ASSIGNED TASK: Where a line of the data below has the string "conditionals", copy that line.
START DATA SUPPLIED
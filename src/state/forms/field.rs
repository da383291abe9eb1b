//! Form field value objects

use super::validation::Constraint;

/// Type-safe field values
#[derive(Debug, Clone)]
pub enum FieldValue {
    Text(String),
    /// Masked text (passwords); rendered as bullets unless revealed
    Secret(String),
    /// On/off toggle ("Remember me")
    Flag(bool),
}

impl Default for FieldValue {
    fn default() -> Self {
        FieldValue::Text(String::new())
    }
}

/// Represents a single form field with its configuration, value,
/// validation rules, and current error state
#[derive(Debug, Clone)]
pub struct FormField {
    pub name: String,
    pub label: String,
    pub placeholder: String,
    pub value: FieldValue,
    pub rules: Vec<Constraint>,
    /// Message from the last failing rule, cleared on revalidation
    pub error: Option<String>,
    /// Whether a secret field is currently shown in clear text
    pub revealed: bool,
}

impl FormField {
    /// Create a new text field
    pub fn text(name: &str, label: &str, placeholder: &str, rules: Vec<Constraint>) -> Self {
        Self {
            name: name.to_string(),
            label: label.to_string(),
            placeholder: placeholder.to_string(),
            value: FieldValue::Text(String::new()),
            rules,
            error: None,
            revealed: false,
        }
    }

    /// Create a new text field with an initial value
    pub fn text_with_value(
        name: &str,
        label: &str,
        placeholder: &str,
        value: String,
        rules: Vec<Constraint>,
    ) -> Self {
        Self {
            name: name.to_string(),
            label: label.to_string(),
            placeholder: placeholder.to_string(),
            value: FieldValue::Text(value),
            rules,
            error: None,
            revealed: false,
        }
    }

    /// Create a new masked field
    pub fn secret(name: &str, label: &str, rules: Vec<Constraint>) -> Self {
        Self {
            name: name.to_string(),
            label: label.to_string(),
            placeholder: "••••••••".to_string(),
            value: FieldValue::Secret(String::new()),
            rules,
            error: None,
            revealed: false,
        }
    }

    /// Create a new flag field
    pub fn flag(name: &str, label: &str) -> Self {
        Self {
            name: name.to_string(),
            label: label.to_string(),
            placeholder: String::new(),
            value: FieldValue::Flag(false),
            rules: Vec::new(),
            error: None,
            revealed: false,
        }
    }

    /// Get the text value (empty string for flag fields)
    pub fn as_text(&self) -> &str {
        match &self.value {
            FieldValue::Text(s) | FieldValue::Secret(s) => s,
            FieldValue::Flag(_) => "",
        }
    }

    /// Get the flag value (false for text fields)
    pub fn as_flag(&self) -> bool {
        match &self.value {
            FieldValue::Flag(b) => *b,
            _ => false,
        }
    }

    pub fn is_secret(&self) -> bool {
        matches!(self.value, FieldValue::Secret(_))
    }

    pub fn is_flag(&self) -> bool {
        matches!(self.value, FieldValue::Flag(_))
    }

    /// Set the text value
    pub fn set_text(&mut self, value: String) {
        match &mut self.value {
            FieldValue::Text(s) | FieldValue::Secret(s) => *s = value,
            FieldValue::Flag(_) => {}
        }
    }

    /// Push a character to the field value
    pub fn push_char(&mut self, c: char) {
        match &mut self.value {
            FieldValue::Text(s) | FieldValue::Secret(s) => s.push(c),
            FieldValue::Flag(b) => {
                if c == ' ' {
                    *b = !*b;
                }
            }
        }
    }

    /// Remove the last character from the field value
    pub fn pop_char(&mut self) {
        match &mut self.value {
            FieldValue::Text(s) | FieldValue::Secret(s) => {
                s.pop();
            }
            FieldValue::Flag(_) => {}
        }
    }

    /// Toggle a flag field, or reveal/hide a secret field
    pub fn toggle(&mut self) {
        match &mut self.value {
            FieldValue::Flag(b) => *b = !*b,
            FieldValue::Secret(_) => self.revealed = !self.revealed,
            FieldValue::Text(_) => {}
        }
    }

    /// Clear the field value and error
    pub fn clear(&mut self) {
        match &mut self.value {
            FieldValue::Text(s) | FieldValue::Secret(s) => s.clear(),
            FieldValue::Flag(b) => *b = false,
        }
        self.error = None;
        self.revealed = false;
    }

    /// Run this field's rules against its current value, recording the
    /// first failure. Returns true when the field is valid.
    pub fn validate(&mut self) -> bool {
        self.error = self
            .rules
            .iter()
            .find_map(|rule| rule.check(&self.label, self.as_text()));
        self.error.is_none()
    }

    /// Get the display value for rendering (masked for hidden secrets)
    pub fn display_value(&self) -> String {
        match &self.value {
            FieldValue::Text(s) => s.clone(),
            FieldValue::Secret(s) => {
                if self.revealed {
                    s.clone()
                } else {
                    "•".repeat(s.chars().count())
                }
            }
            FieldValue::Flag(b) => if *b { "[x]" } else { "[ ]" }.to_string(),
        }
    }
}
impl<'r> Expander<'r> {
    pub fn new(resolver: &'r mut dyn IncludeResolver, strip_comments: bool) -> Self {
        Expander {
            resolver,
            macros: MacroTable::default(),
            strip_comments,
            include_stack: Vec::new(),
            output: String::new(),
        }
    }

    /// Expand `source`, which came from `file` if it has a path.
    pub fn process(mut self, source: &str, file: Option<&str>) -> Result<String, PrepperError> {
        if let Some(file) = file {
            self.include_stack.push(file.to_owned());
        }
        self.process_file(source, file)?;
        Ok(self.output)
    }

    fn process_file(&mut self, source: &str, file: Option<&str>) -> Result<(), PrepperError> {
        let mut scanner = Scanner::new(source);
        let mut conditionals: Vec<Conditional> = Vec::new();
        let mut open_lines: Vec<u32> = Vec::new();
        let mut pending: Vec<Token> = Vec::new();

        while let Some(line) = scanner.next_line().map_err(|e| e.in_file(file))? {
            let active = conditionals.last().map_or(true, |c| c.active);

            let directive = match line.directive() {
                Some(directive) => directive,
                None => {
                    if active {
                        pending.extend(line.tokens.iter().cloned());
                    }
                    continue;
                }
            };

            // Text collected so far must be expanded with the macros in effect before this line.
            self.flush(&mut pending, file)?;

            let name = match directive.name {
                Some(name) => name,
                None => continue,
            };

            match name.text.as_str() {
                "if" | "ifdef" | "ifndef" => {
                    let taken = active && self.condition(&name.text, &directive, file)?;
                    conditionals.push(Conditional {
                        parent_active: active,
                        taken,
                        active: taken,
                        seen_else: false,
                    });
                    open_lines.push(directive.line);
                }
                "elif" => {
                    let cond = conditionals.last().ok_or_else(|| {
                        fault(SyntaxErrorKind::UnexpectedToken, directive.line, file)
                    })?;
                    if cond.seen_else {
                        return Err(fault(
                            SyntaxErrorKind::ElifBlockAfterElseFound,
                            directive.line,
                            file,
                        ));
                    }

                    let take = cond.parent_active
                        && !cond.taken
                        && self.condition("if", &directive, file)?;

                    if let Some(cond) = conditionals.last_mut() {
                        cond.active = take;
                        cond.taken |= take;
                    }
                }
                "else" => {
                    let cond = conditionals.last_mut().ok_or_else(|| {
                        fault(SyntaxErrorKind::UnexpectedToken, directive.line, file)
                    })?;
                    if cond.seen_else {
                        return Err(fault(
                            SyntaxErrorKind::AnotherElseBlockFound,
                            directive.line,
                            file,
                        ));
                    }

                    cond.active = cond.parent_active && !cond.taken;
                    cond.taken = true;
                    cond.seen_else = true;
                }
                "endif" => {
                    if conditionals.pop().is_none() {
                        return Err(fault(SyntaxErrorKind::UnbalancedEndif, directive.line, file));
                    }
                    open_lines.pop();
                }
                _ if !active => {}
                "define" => {
                    let (macro_name, def) =
                        parse_define(directive.rest, directive.line).map_err(|e| e.in_file(file))?;
                    self.macros.define(macro_name, def);
                }
                "undef" => {
                    let idx = skip_trivia(directive.rest, 0);
                    match directive.rest.get(idx) {
                        Some(t) if t.kind == TokenKind::Ident => {
                            self.macros.undefine(&t.text);
                        }
                        _ => {
                            return Err(fault(
                                SyntaxErrorKind::UnexpectedToken,
                                directive.line,
                                file,
                            ))
                        }
                    }
                }
                "include" => self.include(&directive, file)?,
                "pragma" => self.emit(&line.tokens),
                "error" => {
                    return Err(PrepperError::ErrorDirective {
                        message: join_text(directive.rest).trim().to_owned(),
                        line: directive.line as usize,
                    })
                }
                _ => {
                    return Err(fault(
                        SyntaxErrorKind::UndefinedDirective,
                        directive.line,
                        file,
                    ))
                }
            }
        }

        self.flush(&mut pending, file)?;

        if let Some(&line) = open_lines.first() {
            return Err(fault(SyntaxErrorKind::UnterminatedConditional, line, file));
        }

        Ok(())
    }

    fn condition(
        &self,
        kind: &str,
        directive: &Directive<'_>,
        file: Option<&str>,
    ) -> Result<bool, PrepperError> {
        let line = directive.line;

        if kind == "ifdef" || kind == "ifndef" {
            let idx = skip_trivia(directive.rest, 0);
            let defined = match directive.rest.get(idx) {
                Some(t) if t.kind == TokenKind::Ident => self.macros.is_defined(&t.text),
                _ => return Err(fault(SyntaxErrorKind::UnexpectedToken, line, file)),
            };
            return Ok(defined == (kind == "ifdef"));
        }

        let resolved = self
            .replace_defined(directive.rest, line)
            .map_err(|e| e.in_file(file))?;
        let expanded = self
            .macros
            .expand(&resolved, file.unwrap_or(MEMORY_FILE))
            .map_err(|e| e.in_file(file))?;

        expression::evaluate(&expanded, line)
            .map(|value| value != 0)
            .map_err(|e| e.in_file(file))
    }

    /// Replace `defined X` and `defined(X)` with `1` or `0` ahead of macro expansion.
    fn replace_defined(&self, tokens: &[Token], line: u32) -> Result<Vec<Token>, SyntaxFault> {
        let invalid = || SyntaxFault::new(SyntaxErrorKind::InvalidExpression, line);
        let mut out = Vec::with_capacity(tokens.len());
        let mut i = 0;

        while i < tokens.len() {
            if !tokens[i].is_ident("defined") {
                out.push(tokens[i].clone());
                i += 1;
                continue;
            }

            let mut j = skip_trivia(tokens, i + 1);
            let parenthesized = tokens.get(j).map_or(false, |t| t.is_punct("("));
            if parenthesized {
                j = skip_trivia(tokens, j + 1);
            }

            let name = match tokens.get(j) {
                Some(t) if t.kind == TokenKind::Ident => &t.text,
                _ => return Err(invalid()),
            };

            if parenthesized {
                j = skip_trivia(tokens, j + 1);
                if !tokens.get(j).map_or(false, |t| t.is_punct(")")) {
                    return Err(invalid());
                }
            }

            let value = if self.macros.is_defined(name) { "1" } else { "0" };
            out.push(Token::new(TokenKind::Number, value, line));
            i = j + 1;
        }

        Ok(out)
    }

    fn include(&mut self, directive: &Directive<'_>, file: Option<&str>) -> Result<(), PrepperError> {
        let target = match parse_include_target(directive.rest) {
            Some(target) => Some(target),
            None => {
                let expanded = self
                    .macros
                    .expand(directive.rest, file.unwrap_or(MEMORY_FILE))
                    .map_err(|e| e.in_file(file))?;
                parse_include_target(&expanded)
            }
        };

        let (path, is_system) = target.ok_or_else(|| {
            fault(SyntaxErrorKind::InvalidIncludeDirective, directive.line, file)
        })?;

        let resolved = self.resolver.resolve_include(&path, is_system)?;

        let reentries = self
            .include_stack
            .iter()
            .filter(|open| **open == resolved.key)
            .count();
        if reentries > MAX_REENTRY {
            return Err(PrepperError::RecursiveInclude {
                file: path,
                from: file.unwrap_or(MEMORY_FILE).to_owned(),
                from_line: directive.line as usize,
            });
        }

        log::trace!("expanding include `{}` from {}", path, resolved.key);

        self.include_stack.push(resolved.key.clone());
        let result = self.process_file(&resolved.source, Some(&resolved.key));
        self.include_stack.pop();
        result
    }

    fn flush(&mut self, pending: &mut Vec<Token>, file: Option<&str>) -> Result<(), PrepperError> {
        if pending.is_empty() {
            return Ok(());
        }

        let expanded = self
            .macros
            .expand(pending, file.unwrap_or(MEMORY_FILE))
            .map_err(|e| e.in_file(file))?;
        pending.clear();
        self.emit(&expanded);
        Ok(())
    }

    fn emit(&mut self, tokens: &[Token]) {
        for token in tokens {
            if token.kind == TokenKind::Comment && self.strip_comments {
                let newlines = token.text.matches('\n').count();
                if newlines > 0 {
                    self.output.extend(std::iter::repeat('\n').take(newlines));
                } else if token.text.starts_with("/*") {
                    self.output.push(' ');
                }
            } else {
                self.output.push_str(&token.text);
            }
        }
    }
}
END DATA SUPPLIED
RESULT OF THE EXERCISE:
        let mut conditionals: Vec<Conditional> = Vec::new();
            let active = conditionals.last().map_or(true, |c| c.active);
                    conditionals.push(Conditional {
                    let cond = conditionals.last().ok_or_else(|| {
                    if let Some(cond) = conditionals.last_mut() {
                    let cond = conditionals.last_mut().ok_or_else(|| {
                    if conditionals.pop().is_none() {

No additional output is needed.